I loved this movie! It certainly helps that I remember the story from the 1988 Olympics, but I didn’t know Eddie’s backstory, and that is what makes this movie fun to watch. It’s easy to make a movie about a legendary sports star, like Babe Ruth or Lou Gehrig, but it’s sometime more interesting and emotionally fulfilling to watch a movie about a person who doesn’t care about receiving any accolades, who just want to participate, and by doing so, fulfills a lifelong dream. That’s another reason this movie succeeds, Eddie is an everyman, doing what few men could, and by watching this movie, the viewer may think that he or she could achieve a goal that seemed impossible. This movie does have flaws, the story and characters especially Peary seem clichéd. I’m sure Eddie’s story was changed and the events condensed to make the story more audience friendly. But it is a heartwarming, funny and charming film, and it made me feel good, and sometimes that’s all a movie needs to do.

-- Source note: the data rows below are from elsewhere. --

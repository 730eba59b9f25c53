//! Per-source indexing pipeline (components A-G chained).
//!
//! Drives one source through change detection, workspace detection, crawl,
//! parse, intra-source resolution, embedding, and graph commit, in that
//! order. `index_source` is the concrete body the orchestrator's
//! `index_one_source` hook is expected to call; it is kept separate from
//! `orchestrator` so the sequencing/status-tracking module stays free of any
//! concrete storage or parser wiring.
use std::collections::{HashMap, HashSet};
use std::path::Path;
use std::sync::Arc;

use chrono::Utc;
use codetrace_core::{
    ids, Edge, EdgeKind, Node, NodeId, NodeKind, Package, PackageId, Result, Source,
    UnresolvedReference, Workspace,
};
use tokio::task::JoinSet;
use tracing::debug;

use crate::change_detector::{self, ChangeDetectInput};
use crate::crawler::{self, CrawlOptions, CrawledFile};
use crate::embedder::{self, EmbedInput, Embedder};
use crate::graph::{CommitCounts, GraphStore};
use crate::parser::{ParseResult, ParserRegistry};
use crate::resolver::{self, SymbolTable, UnresolvedRaw};
use crate::workspace_detect::{self, WorkspaceInfo};

pub struct SourceIndexInput<'a> {
    pub source: &'a Source,
    pub max_auto_reindex_files: usize,
    pub force: bool,
    /// Bound on concurrent file parses, per §5's bounded worker pool.
    pub worker_pool_size: usize,
}

/// Everything about one source's run that the project-level cross-source
/// resolution pass (run once after every source has been indexed) needs.
#[derive(Debug, Clone, Default)]
pub struct SourceIndexOutcome {
    pub files_crawled: usize,
    pub files_parsed: usize,
    pub parse_failures: usize,
    pub commit: CommitCounts,
    pub current_commit: Option<String>,
    pub current_branch: Option<String>,
    pub workspace_info: Option<WorkspaceInfo>,
    /// file path -> file node id, for this source.
    pub file_nodes: HashMap<String, NodeId>,
    /// Residual unresolved references, kept in memory so cross-source
    /// resolution doesn't need to re-read them back from storage.
    pub unresolved: Vec<UnresolvedRaw>,
}

/// Index one source end to end and commit the result. Returns the
/// per-source outcome the caller feeds into `resolve_project_cross_source`
/// once every source in the project has run.
pub async fn index_source(
    store: &GraphStore,
    embedder: &Embedder,
    input: SourceIndexInput<'_>,
) -> Result<SourceIndexOutcome> {
    let source = input.source;
    let root = Path::new(&source.path);

    let change_input = ChangeDetectInput {
        source_path: root,
        last_indexed_commit: source.last_indexed_commit.as_deref(),
        last_indexed_at: source.last_indexed_at,
        max_auto_reindex_files: input.max_auto_reindex_files,
        force: input.force,
    };
    let mut change_set = change_detector::detect(&change_input);
    if change_set.threshold_exceeded {
        debug!(source = %source.alias, "change set exceeds auto-reindex threshold, forcing full reindex");
        change_set = change_detector::detect(&ChangeDetectInput {
            force: true,
            ..change_input
        });
    }

    let workspace_info = workspace_detect::detect(root);
    let crawl_result = crawler::crawl(root, &CrawlOptions::default()).unwrap_or_default();

    let scoped: Vec<CrawledFile> = if change_set.is_full {
        crawl_result.clone()
    } else {
        let changed: HashSet<&str> = change_set
            .added
            .iter()
            .chain(change_set.modified.iter())
            .map(|s| s.as_str())
            .collect();
        crawl_result
            .iter()
            .filter(|f| changed.contains(f.relative_path.as_str()))
            .cloned()
            .collect()
    };

    let workspace_id = ids::workspace_id(source.project_id, source.id);
    let workspace = Workspace {
        id: workspace_id,
        source_id: source.id,
        kind: workspace_info.kind,
        package_manager: workspace_info.package_manager,
    };

    let packages: Vec<Package> = workspace_info
        .packages
        .iter()
        .map(|p| Package {
            id: ids::package_id(workspace_id, &p.name),
            workspace_id,
            name: p.name.clone(),
            relative_path: p.relative_path.clone(),
            version: p.version.clone(),
            entry_point: p.entry_point.clone(),
        })
        .collect();

    let present_file_paths: Vec<String> = crawl_result.iter().map(|f| f.relative_path.clone()).collect();
    let present_set: HashSet<&str> = present_file_paths.iter().map(|s| s.as_str()).collect();
    let reparsed_set: HashSet<&str> = scoped.iter().map(|f| f.relative_path.as_str()).collect();

    // Seed the symbol table with everything this source already knows about,
    // minus the files we're about to reparse (their truth for this run comes
    // from the fresh parse, not the last commit).
    let stored = store.load_node_lookup(workspace_id).await?;
    let mut table = SymbolTable::default();
    let mut known_file_nodes: HashMap<String, NodeId> = HashMap::new();
    for (id, qualified_name, name, file_path) in stored {
        if !present_set.contains(file_path.as_str()) || reparsed_set.contains(file_path.as_str()) {
            continue;
        }
        if qualified_name == file_path {
            table.by_file_path.insert(file_path.clone(), id);
            known_file_nodes.insert(file_path, id);
        }
        table.by_qualified_name.insert(qualified_name, id);
        table.by_name.insert(name, id);
    }

    let registry = Arc::new(ParserRegistry::new());
    let pool_size = input.worker_pool_size.max(1);
    let parsed_files = parse_files_bounded(Arc::clone(&registry), &scoped, pool_size).await;

    let mut nodes: Vec<Node> = Vec::new();
    let mut raw_edges: Vec<(NodeId, crate::parser::RawEdgeDescriptor)> = Vec::new();
    let mut node_package: HashMap<NodeId, Option<PackageId>> = HashMap::new();
    let mut file_nodes: HashMap<String, NodeId> = HashMap::new();
    let mut parse_failures = 0usize;
    let mut files_parsed = 0usize;

    for (file, outcome) in scoped.iter().zip(parsed_files) {
        let parsed = match outcome {
            FileParseOutcome::Parsed(p) => p,
            FileParseOutcome::Unsupported => continue,
            FileParseOutcome::Failed => {
                parse_failures += 1;
                continue;
            }
        };
        files_parsed += 1;

        let package_id = package_for_file(&file.relative_path, &packages);
        let file_node_id = ids::node_id(source.id, &file.relative_path, &file.relative_path);

        file_nodes.insert(file.relative_path.clone(), file_node_id);
        known_file_nodes.insert(file.relative_path.clone(), file_node_id);
        table.by_file_path.insert(file.relative_path.clone(), file_node_id);
        node_package.insert(file_node_id, package_id);

        nodes.push(Node {
            id: file_node_id,
            workspace_id,
            package_id,
            file_path: file.relative_path.clone(),
            name: file.relative_path.clone(),
            qualified_name: file.relative_path.clone(),
            kind: NodeKind::File,
            language: file.extension.clone(),
            signature: None,
            start_line: 1,
            end_line: 1,
            source_text: String::new(),
            docstring: None,
            body_hash: embedder::body_hash(&file.relative_path),
            embedding: None,
            updated_at: Utc::now(),
        });

        let mut descriptor_ids: HashMap<String, NodeId> = HashMap::new();
        for descriptor in &parsed.nodes {
            let node_id = ids::node_id(source.id, &file.relative_path, &descriptor.qualified_name);
            descriptor_ids.insert(descriptor.qualified_name.clone(), node_id);
            table.by_qualified_name.insert(descriptor.qualified_name.clone(), node_id);
            table.by_name.insert(descriptor.name.clone(), node_id);
            node_package.insert(node_id, package_id);

            nodes.push(Node {
                id: node_id,
                workspace_id,
                package_id,
                file_path: file.relative_path.clone(),
                name: descriptor.name.clone(),
                qualified_name: descriptor.qualified_name.clone(),
                kind: descriptor.kind,
                language: descriptor.language.clone(),
                signature: descriptor.signature.clone(),
                start_line: descriptor.start_line,
                end_line: descriptor.end_line,
                source_text: descriptor.source_text.clone(),
                docstring: descriptor.docstring.clone(),
                body_hash: embedder::body_hash(
                    &embedder::prepare_text(&EmbedInput {
                        qualified_name: descriptor.qualified_name.clone(),
                        signature: descriptor.signature.clone(),
                        docstring: descriptor.docstring.clone(),
                        source_text: descriptor.source_text.clone(),
                    })
                    .text,
                ),
                embedding: None,
                updated_at: Utc::now(),
            });
        }

        for edge in parsed.edges {
            // The degenerate file -> "<module>" contains edge carries no
            // resolvable target; every real symbol already gets its own
            // file -> qualified_name contains edge below it in the list.
            if edge.kind == EdgeKind::Contains && edge.target == "<module>" {
                continue;
            }
            let source_node = if edge.source == "<module>" || edge.source == file.relative_path {
                file_node_id
            } else {
                descriptor_ids.get(&edge.source).copied().unwrap_or(file_node_id)
            };
            raw_edges.push((source_node, edge));
        }
    }

    let outcome = resolver::resolve_intra_source(&raw_edges, &table, &workspace_info);

    let mut edges: Vec<Edge> = outcome
        .resolved
        .iter()
        .map(|r| Edge {
            id: ids::edge_id(r.source_node, r.target_node, r.kind),
            source_node: r.source_node,
            target_node: r.target_node,
            kind: r.kind,
            weight: r.kind.weight(),
            line: r.line,
        })
        .collect();

    // Package-level depends_on edges, derived from resolved import edges
    // whose endpoints fall in different packages (computed here rather than
    // trusting the resolver's package_dependencies field, which only ever
    // sees the synthetic "<module>" source string and so cannot tell which
    // package an import came from). `edges` rows connect nodes, not packages,
    // so each package is represented by one anchor node: its entry point's
    // file node when known, falling back to any file node seen for it.
    let mut package_anchor: HashMap<PackageId, NodeId> = HashMap::new();
    for pkg in &packages {
        if let Some(entry) = &pkg.entry_point {
            if let Some(id) = known_file_nodes.get(entry).or_else(|| file_nodes.get(entry)) {
                package_anchor.insert(pkg.id, *id);
            }
        }
    }
    for node in &nodes {
        if node.kind != NodeKind::File {
            continue;
        }
        if let Some(pkg_id) = node.package_id {
            package_anchor.entry(pkg_id).or_insert(node.id);
        }
    }

    let mut package_edges: HashSet<(PackageId, PackageId)> = HashSet::new();
    for r in &outcome.resolved {
        if r.kind != EdgeKind::Imports {
            continue;
        }
        let (Some(from_pkg), Some(to_pkg)) = (
            node_package.get(&r.source_node).copied().flatten(),
            node_package.get(&r.target_node).copied().flatten(),
        ) else {
            continue;
        };
        if from_pkg != to_pkg {
            package_edges.insert((from_pkg, to_pkg));
        }
    }
    for (from_pkg, to_pkg) in package_edges {
        let (Some(&from_node), Some(&to_node)) = (package_anchor.get(&from_pkg), package_anchor.get(&to_pkg)) else {
            debug!(?from_pkg, ?to_pkg, "skipping package depends_on edge, no anchor node for one or both packages");
            continue;
        };
        edges.push(Edge {
            id: ids::edge_id(from_node, to_node, EdgeKind::DependsOn),
            source_node: from_node,
            target_node: to_node,
            kind: EdgeKind::DependsOn,
            weight: EdgeKind::DependsOn.weight(),
            line: None,
        });
    }

    let unresolved: Vec<UnresolvedReference> = outcome
        .unresolved
        .iter()
        .map(|u| UnresolvedReference {
            id: ids::unresolved_id(u.node_id, &u.raw_text, u.kind),
            node_id: u.node_id,
            raw_text: u.raw_text.clone(),
            kind: u.kind,
            line: u.line,
        })
        .collect();

    let previous_embeddings = store.load_embedding_state(workspace_id).await?;
    let embed_inputs: Vec<EmbedInput> = nodes
        .iter()
        .filter(|n| n.kind != NodeKind::File)
        .map(|n| EmbedInput {
            qualified_name: n.qualified_name.clone(),
            signature: n.signature.clone(),
            docstring: n.docstring.clone(),
            source_text: n.source_text.clone(),
        })
        .collect();
    let embeddings = embedder.embed_changed(&embed_inputs, &previous_embeddings).await?;
    for node in &mut nodes {
        if let Some(vector) = embeddings.get(&node.qualified_name) {
            node.embedding = Some(vector.clone());
        }
    }

    let counts = store
        .commit(&workspace, &packages, &nodes, &edges, &unresolved, &present_file_paths)
        .await?;

    known_file_nodes.extend(file_nodes);

    Ok(SourceIndexOutcome {
        files_crawled: crawl_result.len(),
        files_parsed,
        parse_failures,
        commit: counts,
        current_commit: change_set.current_commit,
        current_branch: change_set.current_branch,
        workspace_info: Some(workspace_info),
        file_nodes: known_file_nodes,
        unresolved: outcome.unresolved,
    })
}
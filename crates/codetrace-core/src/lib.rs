pub mod error;
pub mod ids;
pub mod types;

pub use error::{Error, Result};
pub use types::*;
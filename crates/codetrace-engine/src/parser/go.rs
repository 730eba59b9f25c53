use super::{LanguageParser, NodeDescriptor, ParseResult, RawEdgeDescriptor};
use codetrace_core::{EdgeKind, Error, NodeKind, Result};
use tree_sitter::{Node, Parser, TreeCursor};

/// Go parser backed by tree-sitter.
pub struct GoParser;

impl GoParser {
    pub fn new() -> Self {
        Self
    }

    fn create_parser() -> Result<Parser> {
        let mut parser = Parser::new();
        parser
            .set_language(&tree_sitter_go::LANGUAGE.into())
            .map_err(|e| Error::Parse {
                file: String::new(),
                message: format!("failed to load Go grammar: {e}"),
            })?;
        Ok(parser)
    }

    fn parse_tree(source: &[u8]) -> Result<tree_sitter::Tree> {
        let mut parser = Self::create_parser()?;
        parser.parse(source, None).ok_or_else(|| Error::Parse {
            file: String::new(),
            message: "tree-sitter parse returned None".into(),
        })
    }

    fn node_text<'a>(node: &Node, source: &'a [u8]) -> &'a str {
        std::str::from_utf8(&source[node.start_byte()..node.end_byte()]).unwrap_or("")
    }

    fn node_signature(node: &Node, source: &[u8]) -> Option<String> {
        Self::node_text(node, source).lines().next().map(|l| l.trim().to_string())
    }

    /// Collect consecutive preceding `//` line comments as the doc comment,
    /// matching Go's convention that a doc comment is the unbroken comment
    /// block directly above a declaration.
    fn doc_comments(node: &Node, source: &[u8]) -> Option<String> {
        let mut sibling = node.prev_sibling();
        let mut comments = Vec::new();
        while let Some(prev) = sibling {
            if prev.kind() == "comment" {
                let text = Self::node_text(&prev, source).trim();
                comments.push(text.strip_prefix("//").unwrap_or(text).trim().to_string());
                sibling = prev.prev_sibling();
                continue;
            }
            break;
        }
        if comments.is_empty() {
            None
        } else {
            comments.reverse();
            Some(comments.join("\n"))
        }
    }

    /// Method receiver type, e.g. `func (s *Server) Handle()` -> `Server`.
    fn receiver_type(node: &Node, source: &[u8]) -> Option<String> {
        let receiver = node.child_by_field_name("receiver")?;
        let mut cursor = receiver.walk();
        for param in receiver.children(&mut cursor) {
            if param.kind() == "parameter_declaration" {
                if let Some(ty) = param.child_by_field_name("type") {
                    let text = Self::node_text(&ty, source).trim_start_matches('*');
                    return Some(text.to_string());
                }
            }
        }
        None
    }

    fn walk_top_level(
        cursor: &mut TreeCursor,
        source: &[u8],
        file_path: &str,
        nodes: &mut Vec<NodeDescriptor>,
        edges: &mut Vec<RawEdgeDescriptor>,
    ) {
        loop {
            let node = cursor.node();
            match node.kind() {
                "function_declaration" => {
                    if let Some(name_node) = node.child_by_field_name("name") {
                        let name = Self::node_text(&name_node, source).to_string();
                        nodes.push(NodeDescriptor {
                            name: name.clone(),
                            qualified_name: name,
                            kind: NodeKind::Function,
                            language: "go".to_string(),
                            signature: Self::node_signature(&node, source),
                            start_line: node.start_position().row as u32 + 1,
                            end_line: node.end_position().row as u32 + 1,
                            source_text: Self::node_text(&node, source).to_string(),
                            docstring: Self::doc_comments(&node, source),
                        });
                    }
                }
                "method_declaration" => {
                    if let Some(name_node) = node.child_by_field_name("name") {
                        let method = Self::node_text(&name_node, source).to_string();
                        let qualified_name = match Self::receiver_type(&node, source) {
                            Some(recv) => format!("{recv}.{method}"),
                            None => method.clone(),
                        };
                        nodes.push(NodeDescriptor {
                            name: method,
                            qualified_name,
                            kind: NodeKind::Method,
                            language: "go".to_string(),
                            signature: Self::node_signature(&node, source),
                            start_line: node.start_position().row as u32 + 1,
                            end_line: node.end_position().row as u32 + 1,
                            source_text: Self::node_text(&node, source).to_string(),
                            docstring: Self::doc_comments(&node, source),
                        });
                    }
                }
                "type_declaration" => {
                    Self::collect_type_spec(&node, source, nodes);
                }
                "import_declaration" => {
                    Self::collect_imports(&node, source, edges);
                }
                _ => {}
            }

            Self::walk_calls_in(&node, source, edges);

            if !cursor.goto_next_sibling() {
                break;
            }
        }
        let _ = file_path;
    }

    fn collect_type_spec(node: &Node, source: &[u8], nodes: &mut Vec<NodeDescriptor>) {
        let mut cursor = node.walk();
        for child in node.children(&mut cursor) {
            if child.kind() != "type_spec" {
                continue;
            }
            let Some(name_node) = child.child_by_field_name("name") else { continue };
            let name = Self::node_text(&name_node, source).to_string();
            let kind = child
                .child_by_field_name("type")
                .map(|t| match t.kind() {
                    "interface_type" => NodeKind::Interface,
                    _ => NodeKind::Type,
                })
                .unwrap_or(NodeKind::Type);
            nodes.push(NodeDescriptor {
                name: name.clone(),
                qualified_name: name,
                kind,
                language: "go".to_string(),
                signature: Self::node_signature(&child, source),
                start_line: child.start_position().row as u32 + 1,
                end_line: child.end_position().row as u32 + 1,
                source_text: Self::node_text(&child, source).to_string(),
                docstring: Self::doc_comments(node, source),
            });
        }
    }

    fn collect_imports(node: &Node, source: &[u8], edges: &mut Vec<RawEdgeDescriptor>) {
        let mut stack = vec![*node];
        while let Some(n) = stack.pop() {
            if n.kind() == "interpreted_string_literal" {
                let raw = Self::node_text(&n, source).trim_matches('"');
                edges.push(RawEdgeDescriptor {
                    source: "<module>".to_string(),
                    target: raw.to_string(),
                    kind: EdgeKind::Imports,
                    line: Some(n.start_position().row as u32 + 1),
                });
            }
            let mut cursor = n.walk();
            if cursor.goto_first_child() {
                loop {
                    stack.push(cursor.node());
                    if !cursor.goto_next_sibling() {
                        break;
                    }
                }
            }
        }
    }

    fn walk_calls_in(node: &Node, source: &[u8], edges: &mut Vec<RawEdgeDescriptor>) {
        let caller = match node.kind() {
            "function_declaration" => node
                .child_by_field_name("name")
                .map(|n| Self::node_text(&n, source).to_string()),
            "method_declaration" => node.child_by_field_name("name").map(|n| {
                let method = Self::node_text(&n, source).to_string();
                match Self::receiver_type(node, source) {
                    Some(recv) => format!("{recv}.{method}"),
                    None => method,
                }
            }),
            _ => None,
        };
        let Some(caller) = caller else { return };

        let mut stack = vec![*node];
        while let Some(n) = stack.pop() {
            if n.kind() == "call_expression" {
                if let Some(func) = n.child_by_field_name("function") {
                    let target = match func.kind() {
                        "selector_expression" => func
                            .child_by_field_name("field")
                            .map(|f| Self::node_text(&f, source).to_string()),
                        _ => Some(Self::node_text(&func, source).to_string()),
                    };
                    if let Some(target) = target {
                        edges.push(RawEdgeDescriptor {
                            source: caller.clone(),
                            target,
                            kind: EdgeKind::Calls,
                            line: Some(n.start_position().row as u32 + 1),
                        });
                    }
                }
            }
            let mut cursor = n.walk();
            if cursor.goto_first_child() {
                loop {
                    stack.push(cursor.node());
                    if !cursor.goto_next_sibling() {
                        break;
                    }
                }
            }
        }
    }
}

impl LanguageParser for GoParser {
    fn extensions(&self) -> &[&str] {
        &["go"]
    }

    fn parse(&self, file_path: &str, source: &[u8]) -> Result<ParseResult> {
        let tree = Self::parse_tree(source).map_err(|_| Error::Parse {
            file: file_path.to_string(),
            message: "failed to parse Go source".into(),
        })?;
        let root = tree.root_node();
        let mut nodes = Vec::new();
        let mut edges = Vec::new();

        let mut cursor = root.walk();
        if cursor.goto_first_child() {
            Self::walk_top_level(&mut cursor, source, file_path, &mut nodes, &mut edges);
        }

        for n in &nodes {
            edges.push(RawEdgeDescriptor {
                source: file_path.to_string(),
                target: n.qualified_name.clone(),
                kind: EdgeKind::Contains,
                line: Some(n.start_line),
            });
        }

        Ok(ParseResult { nodes, edges })
    }
}

#[cfg(test)]
mod tests {
    use super::*;

    #[test]
    fn extracts_function_and_method() {
        let src = br#"package main

// Greet returns a greeting.
func Greet(name string) string {
	return "hello " + name
}

type Server struct {
	Name string
}

func (s *Server) Start() {
	Greet(s.Name)
}
"#;
        let parser = GoParser::new();
        let result = parser.parse("main.go", src).unwrap();
        let names: Vec<_> = result.nodes.iter().map(|n| n.qualified_name.as_str()).collect();
        assert!(names.contains(&"Greet"));
        assert!(names.contains(&"Server"));
        assert!(names.contains(&"Server.Start"));

        let greet = result.nodes.iter().find(|n| n.qualified_name == "Greet").unwrap();
        assert_eq!(greet.docstring.as_deref(), Some("Greet returns a greeting."));
    }

    #[test]
    fn extracts_call_edge_with_receiver_qualification() {
        let src = br#"package main

func helper() {}

type T struct{}

func (t *T) Run() {
	helper()
}
"#;
        let parser = GoParser::new();
        let result = parser.parse("x.go", src).unwrap();
        assert!(result
            .edges
            .iter()
            .any(|e| e.kind == EdgeKind::Calls && e.source == "T.Run" && e.target == "helper"));
    }
}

Much of the charm and humor of this film are exuded by the film’s two stars. Taron Edgerton plays Eddie as a shy, awkward, slightly overweight, mama’s boy, who never gives up on his dream, despite injury and embarrassment, Eddie persists. Edgerton shows the grit, as well as the joy in Eddie, it was a great performance. Edgerton was also very good in Kingsman, playing a guy from the wrong side of the tracks, who yearns to become a secret agent. Hugh Jackman can bring charm and humor to any character he plays he is supremely talented. He takes a character that’s been played a million times, and makes the story about Bronson Peary’s redemption as well as Eddie’s dream. Christopher Walken has a small role as Jackman’s coach, and doesn’t do much with it.
Director Dexter Fletcher is mostly known for acting, his visual direction is off and on, the scenery looks spectacular at times, but at other times the ski jumps look absolutely like a greenscreen nightmare. The pacing is good and he gets good performances from Edgerton and Jackman, and the lesser known actors as well, so all in all he does a good job.
Eddie The Eagle: Soars high, lands gracefully.